Characterization of mitochondrial glycerol-3-phosphate acyltransferase in notothenioid fishes.

Hearts of Antarctic icefishes (suborder Notothenioidei, family Channichthyidae) have higher densities of mitochondria, and mitochondria have higher densities of phospholipids, compared to red-blooded notothenioids. Glycerol-3-phosphate acyltransferase (GPAT) catalyzes the rate-limiting step in glycerolipid biosynthesis. There are four isoforms of GPAT in vertebrates; GPAT1 and GPAT2 are localized to the outer mitochondrial membrane, whereas GPAT3 and GPAT4 are localized to the endoplasmic reticulum membrane. We hypothesized that transcript levels of GPAT1 and/or GPAT2 would mirror densities of mitochondrial phospholipids and be higher in the icefish Chaenocephalus aceratus compared to the red-blooded species Notothenia coriiceps.
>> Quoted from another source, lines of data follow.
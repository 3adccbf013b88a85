//! Tracing subscriber setup.
//!
//! Operational logs go to stderr through a `fmt` layer. `RUST_LOG` takes
//! precedence; otherwise the level follows the quiet/verbose preference.
use tracing_subscriber::layer::SubscriberExt as _;
use tracing_subscriber::util::SubscriberInitExt as _;
use tracing_subscriber::{EnvFilter, fmt};

use crate::Verbosity;

/// Filter directive used when `RUST_LOG` is not set.
pub fn default_directive(verbosity: Verbosity) -> &'static str {
    match verbosity {
        Verbosity::Quiet => "error",
        Verbosity::Default => "warn",
        Verbosity::Verbose => "debug",
    }
}

/// Installs the global subscriber. A second call is a no-op.
pub fn init(verbosity: Verbosity) {
    let filter = EnvFilter::try_from_default_env()
        .unwrap_or_else(|_| EnvFilter::new(default_directive(verbosity)));

    let installed = tracing_subscriber::registry()
        .with(filter)
        .with(
            fmt::layer()
                .with_writer(std::io::stderr)
                .with_target(false)
                .without_time(),
        )
        .try_init();

    if installed.is_err() {
        tracing::debug!("tracing subscriber already installed");
    }
}

#[cfg(test)]
mod tests {
    use super::*;

    #[test]
    fn directive_follows_verbosity() {
        assert_eq!(default_directive(Verbosity::Quiet), "error");
        assert_eq!(default_directive(Verbosity::Default), "warn");
        assert_eq!(default_directive(Verbosity::Verbose), "debug");
    }

    #[test]
    fn init_twice_does_not_panic() {
        init(Verbosity::Quiet);
        init(Verbosity::Verbose);
    }
}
Transcript levels of GPAT1 were quantified in heart ventricles and liver using qRT-PCR. Additionally, GPAT1 cDNA was sequenced in the Antarctic notothenioids, C. aceratus and N. coriiceps, and in the sub-Antarctic notothenioid, Eleginops maclovinus, to identify amino acid substitutions that may maintain GPAT1 function at cold temperature. Transcript levels of GPAT1 were higher in liver compared to heart ventricles but were not significantly different between the two species. In contrast, transcripts of GPAT2 were only detected in ventricle where they were 6.6-fold higher in C. aceratus compared to N. coriiceps. These data suggest GPAT1 may be more important for synthesizing triacylglycerol, whereas GPAT2 may regulate synthesis of phospholipids. GPAT1 amino acid sequences are highly conserved among the three notothenioids with 97.9-98.7% identity. Four amino acid substitutions within the cytosolic region of Antarctic notothenioid GPAT1 may maintain conformational changes necessary for binding and catalysis at cold temperature.